Task description:
All lines of the listing below are to be printed again exactly.

****************************************

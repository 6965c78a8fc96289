//! In-process chat transport
//!
//! Keeps a per-chat outbox of everything the bot said and fans outbound
//! activity out to HTTP subscribers. Stands in for a real chat platform.

use crate::runtime::{Transport, TransportError};
use crate::state_machine::{ChatId, MessageRef, UserId};
use async_trait::async_trait;
use chrono::{DateTime, Utc};
use serde::Serialize;
use std::collections::{HashMap, VecDeque};
use std::sync::atomic::{AtomicI64, Ordering};
use std::sync::{Mutex, MutexGuard, PoisonError};
use tokio::sync::broadcast;

const FEED_CAPACITY: usize = 256;
const OUTBOX_LIMIT: usize = 500;

/// A message the bot posted
#[derive(Debug, Clone, PartialEq, Eq, Serialize)]
pub struct OutboundMessage {
    pub message_ref: MessageRef,
    pub chat_id: ChatId,
    pub text: String,
    pub sent_at: DateTime<Utc>,
}

/// Outbound activity pushed to stream subscribers
#[derive(Debug, Clone, PartialEq, Eq)]
pub enum OutboundEvent {
    Message(OutboundMessage),
    Deleted {
        chat_id: ChatId,
        message_ref: MessageRef,
    },
}

impl OutboundEvent {
    pub fn chat_id(&self) -> ChatId {
        match self {
            OutboundEvent::Message(message) => message.chat_id,
            OutboundEvent::Deleted { chat_id, .. } => *chat_id,
        }
    }
}

/// Visible messages per chat, oldest first; deleted ones are dropped
#[derive(Debug, Default)]
struct Rooms {
    outboxes: HashMap<ChatId, VecDeque<OutboundMessage>>,
    names: HashMap<(ChatId, UserId), String>,
}

pub struct OutboxTransport {
    next_ref: AtomicI64,
    outbox_limit: usize,
    rooms: Mutex<Rooms>,
    feed: broadcast::Sender<OutboundEvent>,
}

impl Default for OutboxTransport {
    fn default() -> Self {
        Self::new()
    }
}

impl OutboxTransport {
    pub fn new() -> Self {
        Self::with_outbox_limit(OUTBOX_LIMIT)
    }

    /// Keep at most `limit` visible messages per chat, evicting the oldest
    pub fn with_outbox_limit(limit: usize) -> Self {
        let (feed, _) = broadcast::channel(FEED_CAPACITY);
        Self {
            next_ref: AtomicI64::new(1),
            outbox_limit: limit.max(1),
            rooms: Mutex::new(Rooms::default()),
            feed,
        }
    }

    fn rooms(&self) -> MutexGuard<'_, Rooms> {
        self.rooms.lock().unwrap_or_else(PoisonError::into_inner)
    }

    /// Remember how a user wants to be called in a chat
    pub fn register_name(&self, chat_id: ChatId, user_id: UserId, name: &str) {
        let name = name.trim();
        if name.is_empty() {
            return;
        }
        self.rooms()
            .names
            .insert((chat_id, user_id), name.to_string());
    }

    /// Messages still visible in a chat, oldest first
    pub fn messages(&self, chat_id: ChatId) -> Vec<OutboundMessage> {
        self.rooms()
            .outboxes
            .get(&chat_id)
            .map(|outbox| outbox.iter().cloned().collect())
            .unwrap_or_default()
    }

    pub fn subscribe(&self) -> broadcast::Receiver<OutboundEvent> {
        self.feed.subscribe()
    }

    fn publish(&self, event: OutboundEvent) {
        // No subscribers is fine
        let _ = self.feed.send(event);
    }
}

#[async_trait]
impl Transport for OutboxTransport {
    async fn send_message(&self, chat_id: ChatId, text: &str) -> Result<MessageRef, TransportError> {
        let message = {
            let mut rooms = self.rooms();
            // Allocated under the lock so each outbox stays sorted by ref
            let message = OutboundMessage {
                message_ref: MessageRef(self.next_ref.fetch_add(1, Ordering::Relaxed)),
                chat_id,
                text: text.to_string(),
                sent_at: Utc::now(),
            };
            let outbox = rooms.outboxes.entry(chat_id).or_default();
            outbox.push_back(message.clone());
            while outbox.len() > self.outbox_limit {
                outbox.pop_front();
            }
            message
        };

        tracing::debug!(chat_id = %chat_id, message = %message.message_ref, "Sent message");
        let message_ref = message.message_ref;
        self.publish(OutboundEvent::Message(message));
        Ok(message_ref)
    }

    async fn delete_message(
        &self,
        chat_id: ChatId,
        message: MessageRef,
    ) -> Result<(), TransportError> {
        let removed = {
            let mut rooms = self.rooms();
            let removed = rooms.outboxes.get_mut(&chat_id).is_some_and(|outbox| {
                outbox
                    .binary_search_by_key(&message, |m| m.message_ref)
                    .ok()
                    .and_then(|position| outbox.remove(position))
                    .is_some()
            });
            if rooms.outboxes.get(&chat_id).is_some_and(VecDeque::is_empty) {
                rooms.outboxes.remove(&chat_id);
            }
            removed
        };

        // Unknown, evicted or already deleted messages are not an error
        if removed {
            self.publish(OutboundEvent::Deleted {
                chat_id,
                message_ref: message,
            });
        } else {
            tracing::debug!(chat_id = %chat_id, message = %message, "Message already gone");
        }
        Ok(())
    }

    async fn display_name(&self, chat_id: ChatId, user_id: UserId) -> Result<String, TransportError> {
        self.rooms()
            .names
            .get(&(chat_id, user_id))
            .cloned()
            .ok_or(TransportError::UnknownUser(user_id))
    }
}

****************************************

Exercise response:
repository 6965c78a8fc96289
//! In-process chat transport
//!
//! Keeps a per-chat outbox of everything the bot said and fans outbound
//! activity out to HTTP subscribers. Stands in for a real chat platform.

use crate::runtime::{Transport, TransportError};
use crate::state_machine::{ChatId, MessageRef, UserId};
use async_trait::async_trait;
use chrono::{DateTime, Utc};
use serde::Serialize;
use std::collections::{HashMap, VecDeque};
use std::sync::atomic::{AtomicI64, Ordering};
use std::sync::{Mutex, MutexGuard, PoisonError};
use tokio::sync::broadcast;

const FEED_CAPACITY: usize = 256;
const OUTBOX_LIMIT: usize = 500;

/// A message the bot posted
#[derive(Debug, Clone, PartialEq, Eq, Serialize)]
pub struct OutboundMessage {
    pub message_ref: MessageRef,
    pub chat_id: ChatId,
    pub text: String,
    pub sent_at: DateTime<Utc>,
}

/// Outbound activity pushed to stream subscribers
#[derive(Debug, Clone, PartialEq, Eq)]
pub enum OutboundEvent {
    Message(OutboundMessage),
    Deleted {
        chat_id: ChatId,
        message_ref: MessageRef,
    },
}

impl OutboundEvent {
    pub fn chat_id(&self) -> ChatId {
        match self {
            OutboundEvent::Message(message) => message.chat_id,
            OutboundEvent::Deleted { chat_id, .. } => *chat_id,
        }
    }
}

/// Visible messages per chat, oldest first; deleted ones are dropped
#[derive(Debug, Default)]
struct Rooms {
    outboxes: HashMap<ChatId, VecDeque<OutboundMessage>>,
    names: HashMap<(ChatId, UserId), String>,
}

pub struct OutboxTransport {
    next_ref: AtomicI64,
    outbox_limit: usize,
    rooms: Mutex<Rooms>,
    feed: broadcast::Sender<OutboundEvent>,
}

impl Default for OutboxTransport {
    fn default() -> Self {
        Self::new()
    }
}

impl OutboxTransport {
    pub fn new() -> Self {
        Self::with_outbox_limit(OUTBOX_LIMIT)
    }

    /// Keep at most `limit` visible messages per chat, evicting the oldest
    pub fn with_outbox_limit(limit: usize) -> Self {
        let (feed, _) = broadcast::channel(FEED_CAPACITY);
        Self {
            next_ref: AtomicI64::new(1),
            outbox_limit: limit.max(1),
            rooms: Mutex::new(Rooms::default()),
            feed,
        }
    }

    fn rooms(&self) -> MutexGuard<'_, Rooms> {
        self.rooms.lock().unwrap_or_else(PoisonError::into_inner)
    }

    /// Remember how a user wants to be called in a chat
    pub fn register_name(&self, chat_id: ChatId, user_id: UserId, name: &str) {
        let name = name.trim();
        if name.is_empty() {
            return;
        }
        self.rooms()
            .names
            .insert((chat_id, user_id), name.to_string());
    }

    /// Messages still visible in a chat, oldest first
    pub fn messages(&self, chat_id: ChatId) -> Vec<OutboundMessage> {
        self.rooms()
            .outboxes
            .get(&chat_id)
            .map(|outbox| outbox.iter().cloned().collect())
            .unwrap_or_default()
    }

    pub fn subscribe(&self) -> broadcast::Receiver<OutboundEvent> {
        self.feed.subscribe()
    }

    fn publish(&self, event: OutboundEvent) {
        // No subscribers is fine
        let _ = self.feed.send(event);
    }
}

#[async_trait]
impl Transport for OutboxTransport {
    async fn send_message(&self, chat_id: ChatId, text: &str) -> Result<MessageRef, TransportError> {
        let message = {
            let mut rooms = self.rooms();
            // Allocated under the lock so each outbox stays sorted by ref
            let message = OutboundMessage {
                message_ref: MessageRef(self.next_ref.fetch_add(1, Ordering::Relaxed)),
                chat_id,
                text: text.to_string(),
                sent_at: Utc::now(),
            };
            let outbox = rooms.outboxes.entry(chat_id).or_default();
            outbox.push_back(message.clone());
            while outbox.len() > self.outbox_limit {
                outbox.pop_front();
            }
            message
        };

        tracing::debug!(chat_id = %chat_id, message = %message.message_ref, "Sent message");
        let message_ref = message.message_ref;
        self.publish(OutboundEvent::Message(message));
        Ok(message_ref)
    }

    async fn delete_message(
        &self,
        chat_id: ChatId,
        message: MessageRef,
    ) -> Result<(), TransportError> {
        let removed = {
            let mut rooms = self.rooms();
            let removed = rooms.outboxes.get_mut(&chat_id).is_some_and(|outbox| {
                outbox
                    .binary_search_by_key(&message, |m| m.message_ref)
                    .ok()
                    .and_then(|position| outbox.remove(position))
                    .is_some()
            });
            if rooms.outboxes.get(&chat_id).is_some_and(VecDeque::is_empty) {
                rooms.outboxes.remove(&chat_id);
            }
            removed
        };

        // Unknown, evicted or already deleted messages are not an error
        if removed {
            self.publish(OutboundEvent::Deleted {
                chat_id,
                message_ref: message,
            });
        } else {
            tracing::debug!(chat_id = %chat_id, message = %message, "Message already gone");
        }
        Ok(())
    }

    async fn display_name(&self, chat_id: ChatId, user_id: UserId) -> Result<String, TransportError> {
        self.rooms()
            .names
            .get(&(chat_id, user_id))
            .cloned()
            .ok_or(TransportError::UnknownUser(user_id))
    }
}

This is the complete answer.